Dr. Stormy Mildner Stormy Mildner

/ 9 Minuten zu lesen

Man könnte es fast als die Heimat der Marktwirtschaft bezeichnen. In kaum einem anderen Land ist der Glaube an die freien Kräfte des Kapitals größer als in den USA. Bei genauerer Betrachtung der Geschichte sind aber selbst die Amerikaner etwas flexibel, wenn denn staatliche Eingriffe in Krisenzeiten der einzige Ausweg scheinen.

Das Herz der amerikanischen Wirtschaft, die "New York Stock Exchange" in der Wall Street. (© AP)

Seit im September 2008 gleich mehrere große amerikanische Finanzinstitute kurz vor dem Zusammenbruch standen, haben sich die Stimmen gemehrt, die ein Ende des amerikanischen Wirtschaftsmodells prognostizieren. Die Entwicklungen diesen Jahres scheinen ihnen Recht zu geben: Als im März 2008 die Investmentbank Bear Stearns, das fünftgrößte Institut der Branche aufgrund von Liquiditätsproblemen in Bedrängnis geriet, unterstützte die amerikanische Zentralbank, die Federal Reserve Bank (Fed), die Übernahme der Bank durch JPMorgan Chase. Dass die Fed eine Privatbank rettet, hat es in den USA zuletzt in der Weltwirtschaftskrise der 1930er Jahre gegeben. Schon bald folgten weitere Eingriffe: Um größere Unruhen auf den Finanzmärkten zu vermeiden, übernahm die Regierung Anfang September die vorläufige Kontrolle über die angeschlagenen Hypothekenfinanzierer Fannie Mae und Freddie Mac.

Einen Höhepunkt erreichte die Welle staatlicher Interventionen als Präsident Bush den Kongress um ein 700 Mrd.
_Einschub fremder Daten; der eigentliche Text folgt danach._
//! Error types shared by the GBKviz core pipeline

use std::fmt;
use std::path::PathBuf;
use thiserror::Error;

/// Stage of the external alignment pipeline that produced a failure
#[derive(Debug, Clone, Copy, PartialEq, Eq, Hash)]
pub enum AlignStage {
    /// nucmer / promer
    Align,
    /// delta-filter
    Filter,
    /// show-coords
    Coords,
    /// Reading the coordinate table produced by show-coords
    Parse,
}

impl fmt::Display for AlignStage {
    fn fmt(&self, f: &mut fmt::Formatter<'_>) -> fmt::Result {
        let name = match self {
            AlignStage::Align => "align",
            AlignStage::Filter => "delta-filter",
            AlignStage::Coords => "show-coords",
            AlignStage::Parse => "parse",
        };
        f.write_str(name)
    }
}

#[derive(Debug, Error)]
pub enum GbkvizError {
    #[error("Malformed alignment coords file {path} (seqtype '{seqtype}'): {message}")]
    MalformedAlignmentInput {
        path: PathBuf,
        seqtype: String,
        message: String,
    },

    #[error("Invalid seqtype '{0}' (expected 'nucleotide' or 'protein')")]
    InvalidSeqType(String),

    #[error("Invalid maptype '{0}' (expected 'one-to-one' or 'many-to-many')")]
    InvalidMapType(String),

    #[error("Alignment tool failure in pair {pair_index} at {stage} stage: {message}")]
    AlignmentToolFailure {
        pair_index: usize,
        stage: AlignStage,
        message: String,
    },

    #[error("Invalid label type '{0}' (expected gene, protein_id, locus_tag or product)")]
    InvalidLabelType(String),

    #[error("Invalid feature symbol '{0}' (expected BIGARROW, ARROW, BOX, OCTO or JAGGY)")]
    InvalidSymbol(String),

    #[error("Invalid track alignment '{0}' (expected 'left' or 'center')")]
    InvalidLayout(String),

    #[error("Invalid color '{0}' (expected #RRGGBB)")]
    InvalidColor(String),

    #[error("Unsupported figure format '{0}' (expected jpg, png or svg)")]
    UnsupportedFormat(String),

    #[error("Genome '{0}' is not present in the current track set")]
    UnknownTrack(String),

    #[error("Invalid visible range {min_range}-{max_range} for '{name}' (length {length} bp)")]
    InvalidRange {
        name: String,
        min_range: u64,
        max_range: u64,
        length: u64,
    },

    #[error("GenBank error in {path}: {message}")]
    GenBank { path: PathBuf, message: String },

    #[error("IO error: {0}")]
    Io(#[from] std::io::Error),
}

impl GbkvizError {
    pub fn malformed<P: Into<PathBuf>, S: Into<String>>(path: P, seqtype: S, message: String) -> Self {
        Self::MalformedAlignmentInput {
            path: path.into(),
            seqtype: seqtype.into(),
            message,
        }
    }

    pub fn tool_failure<S: Into<String>>(pair_index: usize, stage: AlignStage, message: S) -> Self {
        Self::AlignmentToolFailure {
            pair_index,
            stage,
            message: message.into(),
        }
    }
}

pub type Result<T> = std::result::Result<T, GbkvizError>;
Dollar schweren Rettungspaket für angeschlagene Banken bat. Der zunächst im Repräsentantenhaus gescheiterte Gesetzesentwurf sprach dem Finanzministerium das Recht zu, unverkäufliche – insbesondere mit Hypothekenkrediten unterlegte – Wertpapiere aufzukaufen, um so den Zusammenbruch weiterer Banken zu verhindern. Es wäre die größte staatliche Intervention seit der großen Depression des Jahres 1929 gewesen. Der republikanische Abgeordnete Jim Bunning bezeichnete das Rettungspaket als "Finanzsozialismus und unamerikanisch". Der demokratische Abgeordnete Barney Frank, Vorsitzender des Ausschusses für Finanzdienstleistungen, fasste wie folgt zusammen: "Noch vor einem Jahr wurden wir aufgefordert, mehr zu deregulieren, heute müssen wir den Kapitalismus vor den Kapitalisten retten."

Das amerikanische Modell

In kaum einem europäischen Land ist das Wirtschafts- und Finanzsystem so stark am Konzept der freien Marktwirtschaft ausgerichtet wie das der USA. Ein Indikator hierfür ist die vergleichsweise niedrige Staatsquote: Der Anteil der Staatsausgaben am Bruttoinlandsprodukt in den USA beträgt heute knapp 35 Prozent; in Deutschland liegt dieser Wert bei über 45 Prozent. Ein weiterer Indikator dafür, dass der Staat in den USA weniger stark in die Wirtschaftsprozesse einzugreifen versucht, ist die Abgabenquote: Der Anteil von Steuern und Sozialabgaben an der Wirtschaftsleistung der USA umfasst etwa 29 Prozent, während dieser in Deutschland bei rund 40 Prozent liegt (2006). Zurückhaltend ist der Staat in den USA aber nicht nur, was das finanzielle Engagement der öffentlichen Hand anbelangt. Die amerikanische Wirtschaft wird zudem durch deutlich weniger Vorschriften für einzelne Branchen reguliert als die Wirtschaftssysteme der meisten europäischen Länder. Die US-Wirtschaft zeichnet sich durch einen hohen Grad unternehmerischer Initiative aus; wirtschaftliche Innovationen und Entwicklungen können sich schnell durchsetzen. Andererseits werden strukturelle Wandlungsprozesse auch weniger stark vom Staat abgefedert; die Anpassungskosten für einzelne Sektoren sind dadurch ungleich höher, die sozialen Anpassungsprozesse für einzelne Bevölkerungsschichten ungleich schmerzvoller. Hinzu kommt, dass das soziale Netz weit weniger ausgebaut ist als beispielsweise das in Deutschland. Arbeitslosengeld wird nur 26 Wochen gezahlt, eine anschließende Arbeitslosenhilfe existiert nicht, es bleibt nur der Gang zum Sozialamt. Unbekannt sind in den USA auch die in Deutschland übliche gesetzliche Krankenversicherungspflicht, eine Lohnfortzahlung im Krankheitsfall sowie Kinder- und Erziehungsgeld.Selbst wenn in den USA auch Sozialpolitik gemacht wird, gemessen an den europäischen Wohlfahrtsstaaten sind die Vereinigten Staaten kein Sozialstaat.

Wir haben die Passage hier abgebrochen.